- Task item
Scan the entries below for the string "variant" and copy every line where it turns up.

-- Information shown follows --

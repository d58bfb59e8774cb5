//! HTTP client for webhook delivery with configurable timeouts.
//!
//! Issues one outbound request per attempt. Any HTTP response, success or
//! error status alike, completes the attempt; the status code is recorded by
//! the dispatcher but never branched on here. Only transport failures
//! (refused connections, timeouts, truncated responses) surface as errors.

use std::{collections::HashMap, time::Duration};

use reqwest::header::{HeaderMap, HeaderName, HeaderValue};
use sinker_core::{EventId, HttpMethod};
use tracing::{debug, info_span, warn, Instrument};

use crate::error::{DeliveryError, Result};

/// Configuration for the webhook delivery client.
#[derive(Debug, Clone)]
pub struct ClientConfig {
    /// Timeout covering connect, send, and response read per request.
    pub timeout: Duration,
    /// User agent string for requests.
    pub user_agent: String,
    /// Maximum number of redirects to follow.
    pub max_redirects: u32,
    /// Whether to verify TLS certificates.
    pub verify_tls: bool,
}

impl Default for ClientConfig {
    fn default() -> Self {
        Self {
            timeout: Duration::from_secs(30),
            user_agent: format!("Sinker-Webhook-Delivery/{}", env!("CARGO_PKG_VERSION")),
            max_redirects: 3,
            verify_tls: true,
        }
    }
}

/// Body shapes a stored payload can take on the wire.
///
/// The dispatcher tries to parse the stored payload as JSON and falls back
/// to sending the raw text when parsing fails. The chosen variant decides
/// the Content-Type, overriding any stored header of the same name.
#[derive(Debug, Clone)]
pub enum RequestBody {
    /// Payload parsed as JSON, sent as `application/json`.
    Json(serde_json::Value),
    /// Payload that is not valid JSON, sent verbatim as `text/plain`.
    Text(String),
    /// Event was stored without a payload.
    Empty,
}

/// A single delivery attempt ready to go on the wire.
#[derive(Debug, Clone)]
pub struct DeliveryRequest {
    /// Event being delivered.
    pub event_id: EventId,
    /// Destination URL.
    pub url: String,
    /// HTTP method stored with the event.
    pub method: HttpMethod,
    /// Custom headers stored with the event.
    pub headers: HashMap<String, String>,
    /// Request body derived from the stored payload.
    pub body: RequestBody,
    /// 1-based attempt number, for the delivery span and metadata headers.
    pub attempt: i32,
}

/// Outcome of an attempt that reached the endpoint.
#[derive(Debug, Clone, Copy)]
pub struct DeliveryResponse {
    /// HTTP status the endpoint answered with.
    pub status: u16,
}

/// HTTP client for delivering webhooks to subscriber endpoints.
///
/// Wraps a pooled `reqwest` client so concurrent attempts to the same host
/// reuse connections. Cheap to clone.
#[derive(Debug, Clone)]
pub struct DeliveryClient {
    client: reqwest::Client,
    timeout: Duration,
}

impl DeliveryClient {
    /// Creates a new delivery client with the given configuration.
    pub fn new(config: ClientConfig) -> Result<Self> {
        let client = reqwest::Client::builder()
            .timeout(config.timeout)
            .user_agent(&config.user_agent)
            .redirect(reqwest::redirect::Policy::limited(config.max_redirects as usize))
            .danger_accept_invalid_certs(!config.verify_tls)
            .build()
            .map_err(|e| {
                DeliveryError::configuration(format!("failed to build http client: {e}"))
            })?;

        Ok(Self { client, timeout: config.timeout })
    }

    /// Delivers a webhook and reports the endpoint's status code.
    ///
    /// Returns `Ok` for every HTTP response regardless of status class.
    /// Returns `Err` only when no response arrived: connection failures,
    /// timeouts, or a body that could not be read to completion.
    pub async fn deliver(&self, request: &DeliveryRequest) -> Result<DeliveryResponse> {
        let span = info_span!(
            "webhook_delivery",
            event_id = %request.event_id,
            url = %request.url,
            method = %request.method,
            attempt = request.attempt,
        );
        self.execute(request).instrument(span).await
    }

    async fn execute(&self, request: &DeliveryRequest) -> Result<DeliveryResponse> {
        let mut headers = build_headers(request);
        let builder = match request.method {
            HttpMethod::Post => self.client.post(&request.url),
            HttpMethod::Put => self.client.put(&request.url),
            HttpMethod::Patch => self.client.patch(&request.url),
        };

        // The body variant decides the Content-Type; insert replaces any
        // stored header of the same name so the two cannot disagree.
        let builder = match &request.body {
            RequestBody::Json(value) => {
                headers.insert(
                    reqwest::header::CONTENT_TYPE,
                    HeaderValue::from_static("application/json"),
                );
                builder.headers(headers).json(value)
            },
            RequestBody::Text(text) => {
                headers.insert(
                    reqwest::header::CONTENT_TYPE,
                    HeaderValue::from_static("text/plain; charset=utf-8"),
                );
                builder.headers(headers).body(text.clone())
            },
            RequestBody::Empty => builder.headers(headers),
        };

        let response = builder.send().await.map_err(|e| self.map_transport_error(&e))?;
        let status = response.status().as_u16();
        debug!(status, "endpoint responded");

        // Drain the body so a truncated or corrupt response fails this
        // attempt instead of poisoning the next one on the pooled connection.
        response
            .bytes()
            .await
            .map_err(|e| DeliveryError::network(format!("failed to read response body: {e}")))?;

        Ok(DeliveryResponse { status })
    }

    fn map_transport_error(&self, error: &reqwest::Error) -> DeliveryError {
        if error.is_timeout() {
            DeliveryError::timeout(self.timeout.as_secs())
        } else if error.is_connect() {
            DeliveryError::network(format!("connection failed: {error}"))
        } else {
            DeliveryError::network(error.to_string())
        }
    }
}

/// Builds the outbound header map from the event's stored headers plus
/// delivery metadata.
///
/// Connection-managed headers are dropped so stored values cannot corrupt
/// the transport; headers with names or values the HTTP layer rejects are
/// skipped with a warning rather than failing the attempt.
fn build_headers(request: &DeliveryRequest) -> HeaderMap {
    let mut map = HeaderMap::with_capacity(request.headers.len() + 2);

    for (name, value) in &request.headers {
        if is_managed_header(name) {
            debug!(header = %name, "dropping connection-managed header");
            continue;
        }
        match (HeaderName::from_bytes(name.as_bytes()), HeaderValue::from_str(value)) {
            (Ok(parsed_name), Ok(parsed_value)) => {
                map.insert(parsed_name, parsed_value);
            },
            _ => warn!(header = %name, "skipping header with invalid name or value"),
        }
    }

    if let Ok(id) = HeaderValue::from_str(&request.event_id.to_string()) {
        map.insert(HeaderName::from_static("x-sinker-event-id"), id);
    }
    map.insert(HeaderName::from_static("x-sinker-attempt"), HeaderValue::from(request.attempt));

    map
}

/// True for headers the HTTP stack must control itself.
fn is_managed_header(name: &str) -> bool {
    matches!(
        name.to_ascii_lowercase().as_str(),
        "connection"
            | "content-length"
            | "host"
            | "keep-alive"
            | "proxy-authenticate"
            | "proxy-authorization"
            | "te"
            | "trailer"
            | "transfer-encoding"
            | "upgrade"
    )
}

#[cfg(test)]
mod tests {
    use wiremock::{matchers, Mock, MockServer, ResponseTemplate};

    use super::*;

    fn client() -> DeliveryClient {
        DeliveryClient::new(ClientConfig::default()).expect("default client config builds")
    }

    fn request_to(url: &str) -> DeliveryRequest {
        DeliveryRequest {
            event_id: EventId::new(),
            url: url.to_string(),
            method: HttpMethod::Post,
            headers: HashMap::new(),
            body: RequestBody::Json(serde_json::json!({"order": 42})),
            attempt: 1,
        }
    }

    #[tokio::test]
    async fn delivers_json_payload_with_stored_headers() {
        let server = MockServer::start().await;
        Mock::given(matchers::method("POST"))
            .and(matchers::path("/hooks/orders"))
            .and(matchers::header("x-tenant", "acme"))
            .and(matchers::header("content-type", "application/json"))
            .and(matchers::body_json(serde_json::json!({"order": 42})))
            .respond_with(ResponseTemplate::new(200).set_body_string("OK"))
            .expect(1)
            .mount(&server)
            .await;

        let mut request = request_to(&format!("{}/hooks/orders", server.uri()));
        request.headers.insert("X-Tenant".to_string(), "acme".to_string());

        let response = client().deliver(&request).await.expect("delivery should succeed");
        assert_eq!(response.status, 200);
    }

    #[tokio::test]
    async fn error_statuses_still_count_as_responses() {
        let server = MockServer::start().await;
        Mock::given(matchers::method("POST"))
            .respond_with(ResponseTemplate::new(500).set_body_string("upstream exploded"))
            .mount(&server)
            .await;

        let response =
            client().deliver(&request_to(&server.uri())).await.expect("500 is a response");
        assert_eq!(response.status, 500);

        let server = MockServer::start().await;
        Mock::given(matchers::method("POST"))
            .respond_with(ResponseTemplate::new(404))
            .mount(&server)
            .await;

        let response =
            client().deliver(&request_to(&server.uri())).await.expect("404 is a response");
        assert_eq!(response.status, 404);
    }

    #[tokio::test]
    async fn put_and_patch_use_the_stored_method() {
        let server = MockServer::start().await;
        Mock::given(matchers::method("PUT"))
            .respond_with(ResponseTemplate::new(204))
            .expect(1)
            .mount(&server)
            .await;

        let mut request = request_to(&server.uri());
        request.method = HttpMethod::Put;
        let response = client().deliver(&request).await.expect("PUT should reach the endpoint");
        assert_eq!(response.status, 204);

        let server = MockServer::start().await;
        Mock::given(matchers::method("PATCH"))
            .respond_with(ResponseTemplate::new(202))
            .expect(1)
            .mount(&server)
            .await;

        let mut request = request_to(&server.uri());
        request.method = HttpMethod::Patch;
        let response = client().deliver(&request).await.expect("PATCH should reach the endpoint");
        assert_eq!(response.status, 202);
    }

    #[tokio::test]
    async fn non_json_payload_is_sent_verbatim_as_text() {
        let server = MockServer::start().await;
        Mock::given(matchers::method("POST"))
            .and(matchers::body_string("order=42&status=paid"))
            .and(matchers::header("content-type", "text/plain; charset=utf-8"))
            .respond_with(ResponseTemplate::new(200))
            .expect(1)
            .mount(&server)
            .await;

        let mut request = request_to(&server.uri());
        request.body = RequestBody::Text("order=42&status=paid".to_string());

        let response = client().deliver(&request).await.expect("text delivery should succeed");
        assert_eq!(response.status, 200);
    }

    #[tokio::test]
    async fn metadata_headers_identify_the_event_and_attempt() {
        let server = MockServer::start().await;
        Mock::given(matchers::method("POST"))
            .respond_with(ResponseTemplate::new(200))
            .mount(&server)
            .await;

        let mut request = request_to(&server.uri());
        request.attempt = 2;
        client().deliver(&request).await.expect("delivery should succeed");

        let received = server.received_requests().await.expect("requests recorded");
        assert_eq!(received.len(), 1);
        let headers = &received[0].headers;
        assert_eq!(
            headers.get("x-sinker-event-id").and_then(|v| v.to_str().ok()),
            Some(request.event_id.to_string().as_str())
        );
        assert_eq!(
            headers.get("x-sinker-attempt").and_then(|v| v.to_str().ok()),
            Some("2")
        );
    }

    #[tokio::test]
    async fn connection_managed_headers_are_dropped() {
        let server = MockServer::start().await;
        Mock::given(matchers::method("POST"))
            .respond_with(ResponseTemplate::new(200))
            .mount(&server)
            .await;

        let mut request = request_to(&server.uri());
        request.headers.insert("Host".to_string(), "spoofed.example.com".to_string());
        request.headers.insert("Transfer-Encoding".to_string(), "chunked".to_string());
        request.headers.insert("X-Kept".to_string(), "yes".to_string());

        client().deliver(&request).await.expect("delivery should succeed");

        let received = server.received_requests().await.expect("requests recorded");
        let headers = &received[0].headers;
        assert_ne!(
            headers.get("host").and_then(|v| v.to_str().ok()),
            Some("spoofed.example.com")
        );
        assert!(headers.get("transfer-encoding").is_none());
        assert_eq!(headers.get("x-kept").and_then(|v| v.to_str().ok()), Some("yes"));
    }

    #[tokio::test]
    async fn invalid_stored_header_is_skipped_not_fatal() {
        let server = MockServer::start().await;
        Mock::given(matchers::method("POST"))
            .respond_with(ResponseTemplate::new(200))
            .mount(&server)
            .await;

        let mut request = request_to(&server.uri());
        request.headers.insert("bad header name".to_string(), "value".to_string());
        request.headers.insert("x-newline".to_string(), "bad\nvalue".to_string());

        let response = client().deliver(&request).await.expect("delivery should still succeed");
        assert_eq!(response.status, 200);
    }

    #[tokio::test]
    async fn refused_connection_maps_to_network_error() {
        // Port 1 is never listening.
        let request = request_to("http://127.0.0.1:1/webhook");
        let error = client().deliver(&request).await.expect_err("connection should fail");
        assert!(matches!(error, DeliveryError::Network { .. }), "got {error:?}");
    }

    #[tokio::test]
    async fn slow_endpoint_maps_to_timeout() {
        let server = MockServer::start().await;
        Mock::given(matchers::method("POST"))
            .respond_with(ResponseTemplate::new(200).set_delay(Duration::from_secs(30)))
            .mount(&server)
            .await;

        let config = ClientConfig { timeout: Duration::from_millis(250), ..Default::default() };
        let client = DeliveryClient::new(config).expect("client builds");

        let error = client
            .deliver(&request_to(&server.uri()))
            .await
            .expect_err("request should time out");
        assert!(matches!(error, DeliveryError::Timeout { .. }), "got {error:?}");
    }
}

-- Information shown concluded --

- Answer space
/// to sending the raw text when parsing fails. The chosen variant decides
        // The body variant decides the Content-Type; insert replaces any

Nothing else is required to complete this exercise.